• **Work request**:
Look through the records below and copy each line that includes the word "bounded".

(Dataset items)
-- Opening Marker --
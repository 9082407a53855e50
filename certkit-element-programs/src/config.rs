//! Element configuration: which program field to show, and how to format
//! it when the field is the completion date.

use std::fmt;

use serde::{Deserialize, Serialize};
use tracing::warn;

use certkit_element_sdk::ElementError;

/// The program attribute this element displays.
#[derive(Debug, Clone, PartialEq, Eq, Hash, Serialize, Deserialize)]
#[serde(from = "String", into = "String")]
pub enum FieldSelector {
    FullName,
    IdNumber,
    Url,
    TimeCompleted,
    /// Anything else the host stored; rendered as its raw token.
    Other(String),
}

impl FieldSelector {
    /// Tokens of the four known selectors, in form-display order.
    pub const KNOWN_TOKENS: [&'static str; 4] = ["fullname", "idnumber", "url", "timecompleted"];

    #[must_use]
    pub fn as_str(&self) -> &str {
        match self {
            Self::FullName => "fullname",
            Self::IdNumber => "idnumber",
            Self::Url => "url",
            Self::TimeCompleted => "timecompleted",
            Self::Other(token) => token,
        }
    }
}

impl From<&str> for FieldSelector {
    fn from(token: &str) -> Self {
        match token {
            "fullname" => Self::FullName,
            "idnumber" => Self::IdNumber,
            "url" => Self::Url,
            "timecompleted" => Self::TimeCompleted,
            other => Self::Other(other.to_string()),
        }
    }
}

impl From<String> for FieldSelector {
    fn from(token: String) -> Self {
        Self::from(token.as_str())
    }
}

impl From<FieldSelector> for String {
    fn from(selector: FieldSelector) -> Self {
        selector.as_str().to_string()
    }
}

impl fmt::Display for FieldSelector {
    fn fmt(&self, f: &mut fmt::Formatter<'_>) -> fmt::Result {
        f.write_str(self.as_str())
    }
}

/// Persisted shape of a completion-date config.
#[derive(Serialize, Deserialize)]
struct StoredDated {
    dateitem: String,
    dateformat: String,
}

/// Parsed element configuration.
///
/// A date format only exists together with the completion-date selector;
/// the type makes any other combination unrepresentable. The stored wire
/// format stays compatible with older installs: a bare selector token, or
/// the packed JSON object `{"dateitem": ..., "dateformat": ...}`.
#[derive(Debug, Clone, PartialEq, Eq)]
pub enum ProgramFieldConfig {
    Bare(FieldSelector),
    DatedCompletion { format: String },
}

impl Default for ProgramFieldConfig {
    fn default() -> Self {
        Self::Bare(FieldSelector::FullName)
    }
}

impl ProgramFieldConfig {
    /// Packs a designer's choices into a config value.
    ///
    /// Supplying a date format with any selector other than the completion
    /// date is a configuration error, not a silent drop.
    pub fn capture(
        selector: FieldSelector,
        date_format: Option<String>,
    ) -> Result<Self, ElementError> {
        match (selector, date_format) {
            (selector, None) => Ok(Self::Bare(selector)),
            (FieldSelector::TimeCompleted, Some(format)) => Ok(Self::DatedCompletion { format }),
            (selector, Some(format)) => Err(ElementError::DateFormatNotApplicable {
                selector: selector.to_string(),
                format,
            }),
        }
    }

    /// Restores a config from its persisted string. Never fails: anything
    /// that is not the packed JSON shape is taken as a bare selector, and
    /// a packed config whose selector is not the completion date keeps the
    /// selector but drops the format.
    #[must_use]
    pub fn parse(stored: &str) -> Self {
        if let Ok(packed) = serde_json::from_str::<StoredDated>(stored) {
            let selector = FieldSelector::from(packed.dateitem);
            if selector == FieldSelector::TimeCompleted {
                return Self::DatedCompletion {
                    format: packed.dateformat,
                };
            }
            warn!(
                selector = %selector,
                "stored config packs a date format with a non-completion selector, dropping the format"
            );
            return Self::Bare(selector);
        }
        Self::Bare(FieldSelector::from(stored))
    }

    /// The persisted representation.
    #[must_use]
    pub fn to_stored(&self) -> String {
        match self {
            Self::Bare(selector) => selector.as_str().to_string(),
            Self::DatedCompletion { format } => serde_json::json!({
                "dateitem": FieldSelector::TimeCompleted.as_str(),
                "dateformat": format,
            })
            .to_string(),
        }
    }

    /// The effective selector.
    #[must_use]
    pub fn selector(&self) -> FieldSelector {
        match self {
            Self::Bare(selector) => selector.clone(),
            Self::DatedCompletion { .. } => FieldSelector::TimeCompleted,
        }
    }

    /// The date format name, present only for a dated completion config.
    #[must_use]
    pub fn date_format(&self) -> Option<&str> {
        match self {
            Self::Bare(_) => None,
            Self::DatedCompletion { format } => Some(format),
        }
    }
}
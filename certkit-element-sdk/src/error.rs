//! Error types for element configuration.

use thiserror::Error;

#[derive(Debug, Error)]
pub enum ElementError {
    #[error("missing form field: {0}")]
    MissingFormField(String),

    #[error("date format '{format}' only applies to the completion date selector, got '{selector}'")]
    DateFormatNotApplicable { selector: String, format: String },

    #[error("serialization error: {0}")]
    Serialization(#[from] serde_json::Error),
}
use serde_json::Value;
use tracing::warn;

/// Read-only view over the JSON snapshot attached to one certificate issue.
///
/// The snapshot is produced by the host issuance process; elements only
/// read it. Accessors are tolerant: a missing key, a wrong type, or a
/// snapshot that failed to parse all resolve to `None`, which elements
/// render as the localized error placeholder.
#[derive(Debug, Clone)]
pub struct IssueRecord {
    data: Value,
}

impl IssueRecord {
    /// Wraps raw issue JSON. Malformed input degrades to an empty record
    /// so every field lookup misses; it is never an error.
    pub fn from_json(raw: &str) -> Self {
        match serde_json::from_str::<Value>(raw) {
            Ok(data @ Value::Object(_)) => Self { data },
            Ok(_) => {
                warn!("issue snapshot is not a JSON object, treating as empty");
                Self::empty()
            }
            Err(err) => {
                warn!(error = %err, "malformed issue snapshot, treating as empty");
                Self::empty()
            }
        }
    }

    #[must_use]
    pub fn from_value(data: Value) -> Self {
        Self { data }
    }

    /// A record with no fields; every lookup returns `None`.
    #[must_use]
    pub fn empty() -> Self {
        Self { data: Value::Null }
    }

    #[must_use]
    pub fn is_empty(&self) -> bool {
        match &self.data {
            Value::Object(map) => map.is_empty(),
            _ => true,
        }
    }

    /// String field lookup.
    #[must_use]
    pub fn get_str(&self, key: &str) -> Option<&str> {
        self.data.get(key).and_then(Value::as_str)
    }

    /// Integer field lookup. Accepts a JSON number or a numeric string;
    /// issuance snapshots from older hosts stringify everything.
    #[must_use]
    pub fn get_i64(&self, key: &str) -> Option<i64> {
        let value = self.data.get(key)?;
        match value {
            Value::Number(n) => n.as_i64(),
            Value::String(s) => s.trim().parse().ok(),
            _ => None,
        }
    }

    /// Field lookup as display text: strings pass through, numbers are
    /// rendered in decimal.
    #[must_use]
    pub fn get_display(&self, key: &str) -> Option<String> {
        match self.data.get(key)? {
            Value::String(s) => Some(s.clone()),
            Value::Number(n) => Some(n.to_string()),
            _ => None,
        }
    }
}
/// OAuth client for Google APIs.
#[derive(Debug)]
pub struct OAuthClient {
    credentials: OAuthCredentials,
    endpoints: GoogleEndpoints,
    scopes: Vec<String>,
    auth_timeout: Duration,
    http_client: reqwest::Client,
}

impl OAuthClient {
    /// Creates a new OAuth client from the Google configuration.
    ///
    /// Fails only when the HTTP/TLS stack cannot be initialized.
    pub fn new(config: &GoogleConfig) -> ProviderResult<Self> {
        let http_client = reqwest::Client::builder()
            .timeout(config.timeout)
            .user_agent(config.user_agent.as_str())
            .build()
            .map_err(|e| {
                ProviderError::dependency(format!("failed to create HTTP client: {}", e))
                    .with_source(e)
            })?;

        Ok(Self {
            credentials: config.credentials.clone(),
            endpoints: config.endpoints.clone(),
            scopes: config.scopes.clone(),
            auth_timeout: config.auth_timeout,
            http_client,
        })
    }

    /// Runs the loopback flow: local server, browser, redirect.
    pub async fn authorize_loopback(&self) -> ProviderResult<TokenGrant> {
        let pkce = PkceFlow::new();

        let (listener, port) = Self::bind_loopback_server()?;
        let redirect_uri = format!("http://127.0.0.1:{}/callback", port);

        let auth_url = pkce.build_auth_url(
            &self.endpoints.auth_url,
            &self.credentials.client_id,
            &redirect_uri,
            &self.scopes,
        );

        info!("starting OAuth flow, opening browser...");
        debug!("authorization URL: {}", auth_url);

        if let Err(e) = open::that(&auth_url) {
            warn!("failed to open browser: {}", e);
            eprintln!("\nPlease open this URL in your browser:\n\n{}\n", auth_url);
        }

        let callback = Self::wait_for_callback(listener, self.auth_timeout)?;
        let code = callback.into_code(&pkce.state)?;

        info!("received authorization code, exchanging for tokens...");
        self.exchange_code(&code, &pkce.verifier, &redirect_uri).await
    }

    /// Runs the headless flow: announce the URL, read the code from stdin.
    pub async fn authorize_headless(&self, reporter: &dyn AuthReporter) -> ProviderResult<TokenGrant> {
        let pkce = PkceFlow::new();

        let auth_url = pkce.build_auth_url(
            &self.endpoints.auth_url,
            &self.credentials.client_id,
            HEADLESS_REDIRECT_URI,
            &self.scopes,
        );

        info!("starting headless OAuth flow");
        reporter.authorize_url(&auth_url);

        let line = Self::read_pasted_line(self.auth_timeout)?;
        let code = parse_pasted_code(&line, &pkce.state)?;

        info!("received authorization code, exchanging for tokens...");
        self.exchange_code(&code, &pkce.verifier, HEADLESS_REDIRECT_URI)
            .await
    }

    /// Refreshes an expired access token using the refresh token.
    pub async fn refresh_token(&self, refresh_token: &str) -> ProviderResult<TokenGrant> {
        let params = [
            ("client_id", self.credentials.client_id.as_str()),
            ("client_secret", self.credentials.client_secret.as_str()),
            ("refresh_token", refresh_token),
            ("grant_type", "refresh_token"),
        ];

        let grant = self.post_token_form(&params, "token refresh").await?;
        info!("successfully refreshed access token");
        Ok(grant)
    }

    /// Exchanges an authorization code for tokens.
    async fn exchange_code(
        &self,
        code: &str,
        verifier: &str,
        redirect_uri: &str,
    ) -> ProviderResult<TokenGrant> {
        let params = [
            ("client_id", self.credentials.client_id.as_str()),
            ("client_secret", self.credentials.client_secret.as_str()),
            ("code", code),
            ("code_verifier", verifier),
            ("grant_type", "authorization_code"),
            ("redirect_uri", redirect_uri),
        ];

        let grant = self.post_token_form(&params, "token exchange").await?;
        info!("successfully obtained tokens");
        Ok(grant)
    }

    async fn post_token_form(
        &self,
        params: &[(&str, &str)],
        what: &str,
    ) -> ProviderResult<TokenGrant> {
        let response = self
            .http_client
            .post(&self.endpoints.token_url)
            .form(params)
            .send()
            .await
            .map_err(|e| ProviderError::network(format!("{} request failed: {}", what, e)))?;

        let status = response.status();
        let body = response
            .text()
            .await
            .map_err(|e| ProviderError::network(format!("failed to read response: {}", e)))?;

        if !status.is_success() {
            return Err(ProviderError::authentication(format!(
                "{} failed ({}): {}",
                what,
                status,
                token_error_description(&body)
            )));
        }

        serde_json::from_str(&body)
            .map_err(|e| ProviderError::invalid_response(format!("invalid token response: {}", e)))
    }

    /// Binds a TCP listener on an ephemeral loopback port.
    fn bind_loopback_server() -> ProviderResult<(TcpListener, u16)> {
        let listener = TcpListener::bind("127.0.0.1:0").map_err(|e| {
            ProviderError::internal(format!("failed to bind loopback server: {}", e))
        })?;
        let port = listener
            .local_addr()
            .map_err(|e| ProviderError::internal(format!("failed to read local address: {}", e)))?
            .port();
        debug!("bound loopback server on port {}", port);
        Ok((listener, port))
    }

    /// Waits for the OAuth redirect and extracts its parameters.
    fn wait_for_callback(listener: TcpListener, timeout: Duration) -> ProviderResult<CallbackParams> {
        let (tx, rx) = mpsc::channel();

        // Accept on a helper thread so the wait can be bounded
        let _handle = thread::spawn(move || {
            for stream in listener.incoming() {
                match stream {
                    Ok(stream) => {
                        if let Some(params) = Self::handle_callback(stream) {
                            let _ = tx.send(params);
                            return;
                        }
                    }
                    Err(e) => {
                        error!("failed to accept connection: {}", e);
                    }
                }
            }
        });

        match rx.recv_timeout(timeout) {
            Ok(params) => Ok(params),
            Err(mpsc::RecvTimeoutError::Timeout) => Err(ProviderError::authentication(format!(
                "no authorization received within {} seconds",
                timeout.as_secs()
            ))),
            Err(mpsc::RecvTimeoutError::Disconnected) => {
                Err(ProviderError::internal("callback channel disconnected"))
            }
        }
    }

    /// Handles one HTTP request on the callback server.
    ///
    /// Returns `None` for requests that are not the OAuth redirect (favicon
    /// fetches and the like), so the server keeps listening.
    fn handle_callback(mut stream: TcpStream) -> Option<CallbackParams> {
        let mut reader = BufReader::new(&stream);
        let mut request_line = String::new();

        if reader.read_line(&mut request_line).is_err() {
            return None;
        }

        // GET /callback?code=...&state=... HTTP/1.1
        let parts: Vec<&str> = request_line.split_whitespace().collect();
        if parts.len() < 2 || parts[0] != "GET" || !parts[1].starts_with("/callback") {
            let _ = stream.write_all(b"HTTP/1.1 404 Not Found\r\nContent-Length: 0\r\n\r\n");
            return None;
        }

        let params = CallbackParams::from_url(&format!("http://127.0.0.1{}", parts[1]));

        let response = if params.error.is_some() || params.code.is_none() {
            "HTTP/1.1 400 Bad Request\r\nContent-Type: text/html\r\n\r\n\
            <html><body><h1>Authorization Failed</h1>\
            <p>You can close this window.</p></body></html>"
        } else {
            "HTTP/1.1 200 OK\r\nContent-Type: text/html\r\n\r\n\
            <html><body><h1>Authorization Successful</h1>\
            <p>You can close this window and return to the terminal.</p></body></html>"
        };

        let _ = stream.write_all(response.as_bytes());
        let _ = stream.flush();

        Some(params)
    }

    /// Reads one line from stdin, bounded by `timeout`.
    fn read_pasted_line(timeout: Duration) -> ProviderResult<String> {
        let (tx, rx) = mpsc::channel();

        let _handle = thread::spawn(move || {
            let mut line = String::new();
            let read = std::io::stdin().lock().read_line(&mut line);
            let _ = tx.send(read.map(|n| (n, line)));
        });

        match rx.recv_timeout(timeout) {
            Ok(Ok((0, _))) => Err(ProviderError::authentication(
                "stdin closed before an authorization code was entered",
            )),
            Ok(Ok((_, line))) => Ok(line),
            Ok(Err(e)) => Err(ProviderError::internal(format!(
                "failed to read authorization code: {}",
                e
            ))
            .with_source(e)),
            Err(mpsc::RecvTimeoutError::Timeout) => Err(ProviderError::authentication(format!(
                "no authorization code entered within {} seconds",
                timeout.as_secs()
            ))),
            Err(mpsc::RecvTimeoutError::Disconnected) => {
                Err(ProviderError::internal("stdin reader disconnected"))
            }
        }
    }
}

impl AuthBackend for OAuthClient {
    fn refresh<'a>(&'a self, refresh_token: &'a str) -> BoxFuture<'a, ProviderResult<TokenGrant>> {
        Box::pin(self.refresh_token(refresh_token))
    }

    fn authorize<'a>(
        &'a self,
        mode: FlowMode,
        reporter: &'a dyn AuthReporter,
    ) -> BoxFuture<'a, ProviderResult<TokenGrant>> {
        Box::pin(async move {
            match mode {
                FlowMode::Headless => self.authorize_headless(reporter).await,
                FlowMode::Loopback => self.authorize_loopback().await,
            }
        })
    }
}

/// Query parameters carried by Google's redirect.
#[derive(Debug, Clone, Default, PartialEq, Eq)]
pub struct CallbackParams {
    pub code: Option<String>,
    pub state: Option<String>,
    pub error: Option<String>,
}

impl CallbackParams {
    /// Extracts the parameters from a redirect URL. Unparseable URLs yield
    /// empty parameters.
    pub fn from_url(raw: &str) -> Self {
        let mut params = Self::default();
        let Ok(url) = url::Url::parse(raw) else {
            return params;
        };
        for (key, value) in url.query_pairs() {
            match key.as_ref() {
                "code" => params.code = Some(value.into_owned()),
                "state" => params.state = Some(value.into_owned()),
                "error" => params.error = Some(value.into_owned()),
                _ => {}
            }
        }
        params
    }

    /// Validates the redirect against the issued state and returns the code.
    ///
    /// A missing `state` is tolerated; a different one is not.
    pub fn into_code(self, expected_state: &str) -> ProviderResult<String> {
        if let Some(error) = self.error {
            return Err(ProviderError::authentication(format!(
                "authorization denied: {}",
                error
            )));
        }

        if let Some(ref state) = self.state
            && state != expected_state
        {
            return Err(ProviderError::authentication(
                "OAuth state mismatch - possible CSRF attack",
            ));
        }

        self.code
            .filter(|c| !c.is_empty())
            .ok_or_else(|| ProviderError::authentication("missing authorization code in callback"))
    }
}
//! Calendar list command.

use calbridge_providers::google::{CalendarClient, CalendarListEntry};
use serde::Serialize;
use serde_json::Value;

use crate::error::ClientResult;
use crate::output::success;

#[derive(Debug, Serialize)]
pub struct CalendarListing {
    pub count: usize,
    pub calendars: Vec<ListedCalendar>,
}

#[derive(Debug, Serialize)]
pub struct ListedCalendar {
    pub id: String,
    pub summary: String,
    pub description: String,
    #[serde(rename = "timeZone")]
    pub time_zone: String,
}

impl From<CalendarListEntry> for ListedCalendar {
    fn from(entry: CalendarListEntry) -> Self {
        Self {
            id: entry.id,
            summary: entry.summary,
            description: entry.description.unwrap_or_default(),
            time_zone: entry.time_zone.unwrap_or_default(),
        }
    }
}

pub fn listing(entries: Vec<CalendarListEntry>) -> CalendarListing {
    CalendarListing {
        count: entries.len(),
        calendars: entries.into_iter().map(ListedCalendar::from).collect(),
    }
}

pub async fn list(client: &CalendarClient) -> ClientResult<Value> {
    let entries = client.list_calendars().await?;
    success(listing(entries))
}

#[cfg(test)]
mod tests {
    use super::*;

    #[test]
    fn calendar_listing_document() {
        let entries: Vec<CalendarListEntry> = serde_json::from_str(
            r#"[
                {"id": "me@example.com", "summary": "Personal", "primary": true, "timeZone": "America/Sao_Paulo"},
                {"id": "team@group.calendar.google.com", "summary": "Team", "description": "Shared"}
            ]"#,
        )
        .unwrap();

        let doc = success(listing(entries)).unwrap();
        insta::assert_json_snapshot!(doc, @r#"
        {
          "status": "success",
          "count": 2,
          "calendars": [
            {
              "id": "me@example.com",
              "summary": "Personal",
              "description": "",
              "timeZone": "America/Sao_Paulo"
            },
            {
              "id": "team@group.calendar.google.com",
              "summary": "Team",
              "description": "Shared",
              "timeZone": ""
            }
          ]
        }
        "#);
    }
}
-- Closing Marker --
• **Answer for this exercise**:
        // Accept on a helper thread so the wait can be bounded
    /// Reads one line from stdin, bounded by `timeout`.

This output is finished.